Her mouth was dry, and she couldn’t swallow. Trust no one. “I can’t,” she whispered, confusion swirling through her, muddling her thinking.

 

“You have to,” he said, inching closer, his eyes showing his pain from his bound wrists. “Listen to your gut. It was a tiny draft, but you’re teetering on collapse. Look at yourself. This isn’t you. Undo my hands. Let me help.”

 

“I can’t,” she said, almost pleading for him to help her, but he had turned to show her his back. His fingers looked swollen, the binding too tight.

 

“Please,” he said, and she saw the bent nail in his grip. “I know you’re confused, but I can fix this.

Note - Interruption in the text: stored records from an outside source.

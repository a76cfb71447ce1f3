//! 各告警源的渲染器
//!
//! 每个渲染器都是纯函数：payload -> 有序 markdown 消息列表。
//! `fallback` 用于无法识别的 payload，永不失败。

pub mod fallback;
pub mod grafana;
pub mod prometheus;
pub mod slack;
pub mod uptime_kuma;
//! Uptime Kuma webhook（heartbeat + monitor）

use serde_json::Value;

use crate::alert::error::RenderError;
use crate::alert::probe::{nested, require_array, require_display};

/// 监控下线（heartbeat.status == 0）
pub fn render_alert(payload: &Value) -> Result<Vec<String>, RenderError> {
    let tags = tag_names(payload)?;
    let url = require_display(payload, "/monitor/url")?;
    let msg = require_display(payload, "/heartbeat/msg")?;
    let time = require_display(payload, "/heartbeat/time")?;

    Ok(vec![format!(
        "**Firing 🔥**: Monitor down: {url}\n\
         \n\
         * **Error:** {msg}\n\
         * **Started at:** {time}\n\
         * **Tags:** {tags}\n\
         * **Source:** Uptime Kuma"
    )])
}

/// 监控恢复（heartbeat.status == 1）
pub fn render_resolved(payload: &Value) -> Result<Vec<String>, RenderError> {
    let tags = tag_names(payload)?;
    let url = require_display(payload, "/monitor/url")?;
    let msg = require_display(payload, "/heartbeat/msg")?;
    let time = require_display(payload, "/heartbeat/time")?;
    let duration = require_display(payload, "/heartbeat/duration")?;

    Ok(vec![format!(
        "**Resolved 💚**: {url}\n\
         \n\
         * **Status:** {msg}\n\
         * **Started at:** {time}\n\
         * Duration until resolved {duration}s\n\
         * **Tags:** {tags}\n\
         * **Source:** Uptime Kuma"
    )])
}

fn tag_names(payload: &Value) -> Result<String, RenderError> {
    let names = require_array(payload, "/monitor/tags")?
        .iter()
        .enumerate()
        .map(|(i, tag)| {
            require_display(tag, "/name")
                .map(|name| name.into_owned())
                .map_err(|e| nested(&format!("/monitor/tags/{i}"), e))
        })
        .collect::<Result<Vec<_>, _>>()?;
    Ok(names.join(", "))
}

#[cfg(test)]
mod tests {
    use super::*;
    use serde_json::json;

    #[test]
    fn test_render_alert() {
        let payload = json!({
            "heartbeat": {"status": 0, "msg": "down", "time": "t0"},
            "monitor": {"url": "http://x", "tags": [{"name": "prod"}]}
        });
        let messages = render_alert(&payload).unwrap();
        assert_eq!(messages.len(), 1);
        assert!(messages[0].starts_with("**Firing 🔥**: Monitor down: http://x"));
        assert!(messages[0].contains("**Tags:** prod"));
        assert!(messages[0].contains("* **Error:** down"));
        assert!(messages[0].contains("* **Started at:** t0"));
    }

    #[test]
    fn test_render_resolved() {
        let payload = json!({
            "heartbeat": {"status": 1, "msg": "200 - OK", "time": "2024-03-01 10:00:00", "duration": 42},
            "monitor": {"url": "https://example.com", "tags": [{"name": "prod"}, {"name": "web"}]}
        });
        assert_eq!(
            render_resolved(&payload).unwrap(),
            vec![
                "**Resolved 💚**: https://example.com\n\
                 \n\
                 * **Status:** 200 - OK\n\
                 * **Started at:** 2024-03-01 10:00:00\n\
                 * Duration until resolved 42s\n\
                 * **Tags:** prod, web\n\
                 * **Source:** Uptime Kuma"
            ]
        );
    }

    #[test]
    fn test_empty_tags() {
        let payload = json!({
            "heartbeat": {"status": 0, "msg": "timeout", "time": "t"},
            "monitor": {"url": "http://x", "tags": []}
        });
        assert!(render_alert(&payload).unwrap()[0].contains("* **Tags:** \n"));
    }

    #[test]
    fn test_missing_monitor_is_error() {
        let payload = json!({"heartbeat": {"status": 0, "msg": "down", "time": "t0"}});
        assert_eq!(
            render_alert(&payload).unwrap_err().to_string(),
            "missing field `/monitor/tags`"
        );
    }
}
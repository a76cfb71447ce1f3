//! 渲染错误 - payload 通过了分类但缺少渲染所需字段

use thiserror::Error;

/// 结构性渲染错误
///
/// 分类只检查少量特征字段，所以"分类正确但字段缺失"是预期内的情况，
/// 由 dispatch 层转换为诊断消息，不会向上传播。
#[derive(Debug, Error)]
pub enum RenderError {
    #[error("missing field `{path}`")]
    MissingField { path: String },

    #[error("field `{path}` is not {expected}")]
    UnexpectedType { path: String, expected: &'static str },

    #[error("field `{path}` has unexpected value {value}")]
    UnexpectedValue { path: String, value: String },

    #[error("field `{path}` is not a valid timestamp: {source}")]
    InvalidTimestamp {
        path: String,
        #[source]
        source: chrono::ParseError,
    },
}

impl RenderError {
    pub fn missing(path: impl Into<String>) -> Self {
        Self::MissingField { path: path.into() }
    }
}
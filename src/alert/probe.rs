//! 可选字段访问 - 缺失即 None，而不是错误
//!
//! 路径统一使用 JSON Pointer 语法（如 `/alerts/0/labels/job`），
//! 中间层缺失、数组越界、类型不符都视为"不存在"。

use std::borrow::Cow;

use serde_json::Value;

use super::error::RenderError;

/// 按 JSON Pointer 查找字段，任何一层缺失都返回 None
pub fn lookup<'a>(value: &'a Value, pointer: &str) -> Option<&'a Value> {
    value.pointer(pointer)
}

/// 查找字段并过滤掉 null
pub fn lookup_present<'a>(value: &'a Value, pointer: &str) -> Option<&'a Value> {
    lookup(value, pointer).filter(|v| !v.is_null())
}

/// 必需字段，缺失时返回 `RenderError::MissingField`
pub fn require<'a>(value: &'a Value, pointer: &str) -> Result<&'a Value, RenderError> {
    lookup(value, pointer).ok_or_else(|| RenderError::missing(pointer))
}

/// 必需的数组字段
pub fn require_array<'a>(value: &'a Value, pointer: &str) -> Result<&'a [Value], RenderError> {
    require(value, pointer)?
        .as_array()
        .map(Vec::as_slice)
        .ok_or_else(|| RenderError::UnexpectedType {
            path: pointer.to_string(),
            expected: "an array",
        })
}

/// 必需字段的展示形式
pub fn require_display<'a>(value: &'a Value, pointer: &str) -> Result<Cow<'a, str>, RenderError> {
    require(value, pointer).map(display)
}

/// 字符串原样输出，其余类型输出紧凑 JSON
pub fn display(value: &Value) -> Cow<'_, str> {
    match value {
        Value::String(s) => Cow::Borrowed(s.as_str()),
        other => Cow::Owned(other.to_string()),
    }
}

/// 真值判断：null、false、0、空字符串、空数组、空对象为假
pub fn is_truthy(value: &Value) -> bool {
    match value {
        Value::Null => false,
        Value::Bool(b) => *b,
        Value::Number(n) => n.as_f64().is_some_and(|f| f != 0.0),
        Value::String(s) => !s.is_empty(),
        Value::Array(a) => !a.is_empty(),
        Value::Object(o) => !o.is_empty(),
    }
}

/// 给相对路径加上前缀，用于遍历数组元素时定位错误
pub fn nested(prefix: &str, err: RenderError) -> RenderError {
    match err {
        RenderError::MissingField { path } => RenderError::MissingField {
            path: format!("{prefix}{path}"),
        },
        RenderError::UnexpectedType { path, expected } => RenderError::UnexpectedType {
            path: format!("{prefix}{path}"),
            expected,
        },
        RenderError::UnexpectedValue { path, value } => RenderError::UnexpectedValue {
            path: format!("{prefix}{path}"),
            value,
        },
        RenderError::InvalidTimestamp { path, source } => RenderError::InvalidTimestamp {
            path: format!("{prefix}{path}"),
            source,
        },
    }
}

#[cfg(test)]
mod tests {
    use super::*;
    use serde_json::json;

    #[test]
    fn test_lookup_missing_intermediate_is_none() {
        let v = json!({"alerts": []});
        assert!(lookup(&v, "/alerts/0/labels/job").is_none());
        assert!(lookup(&v, "/nope/deeper").is_none());

        let v = json!({"alerts": "not-an-array"});
        assert!(lookup(&v, "/alerts/0/labels").is_none());
    }

    #[test]
    fn test_lookup_present_skips_null() {
        let v = json!({"text": null, "title": "x"});
        assert!(lookup(&v, "/text").is_some());
        assert!(lookup_present(&v, "/text").is_none());
        assert_eq!(lookup_present(&v, "/title"), Some(&json!("x")));
    }

    #[test]
    fn test_require_reports_pointer() {
        let v = json!({"labels": {}});
        let err = require(&v, "/labels/alertname").unwrap_err();
        assert_eq!(err.to_string(), "missing field `/labels/alertname`");

        let err = nested("/alerts/2", err);
        assert_eq!(err.to_string(), "missing field `/alerts/2/labels/alertname`");
    }

    #[test]
    fn test_require_array_type_mismatch() {
        let v = json!({"alerts": {"a": 1}});
        let err = require_array(&v, "/alerts").unwrap_err();
        assert!(matches!(err, RenderError::UnexpectedType { .. }));
    }

    #[test]
    fn test_display() {
        assert_eq!(display(&json!("plain")), "plain");
        assert_eq!(display(&json!(42)), "42");
        assert_eq!(display(&json!(true)), "true");
        assert_eq!(display(&json!(null)), "null");
    }

    #[test]
    fn test_is_truthy() {
        assert!(!is_truthy(&json!(null)));
        assert!(!is_truthy(&json!("")));
        assert!(!is_truthy(&json!(0)));
        assert!(!is_truthy(&json!(false)));
        assert!(!is_truthy(&json!([])));
        assert!(!is_truthy(&json!({})));
        assert!(is_truthy(&json!("General")));
        assert!(is_truthy(&json!(1)));
        assert!(is_truthy(&json!(["x"])));
    }
}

You have to trust me.”

 

Her heart was thudding and she felt sick with the motion both outside and inside her head. “Okay,” she whispered. “But if you make one move I don’t like, I’ll kill you for real.”

 

“Fair enough,” he said, and she carefully moved to put her back to his. His fingers felt cold when she touched them, and he hissed when the nail slipped, gouging him. But his sigh was real when she finally got the tab wedged and he pulled out of the zip cuff.

 

“Your turn,” he said, and she jumped when he plucked the earplug out and the hum ceased. She was freed even faster, and she rubbed her wrists as she backed to her corner, that same unreasonable fear cramping her chest.

 

Scared, she shook her head, warning him off. “You stay back. Hear me?”

 

“Do you remember how you got to the ballpark?” he asked as he took her hand, not letting go when she tried to pull away.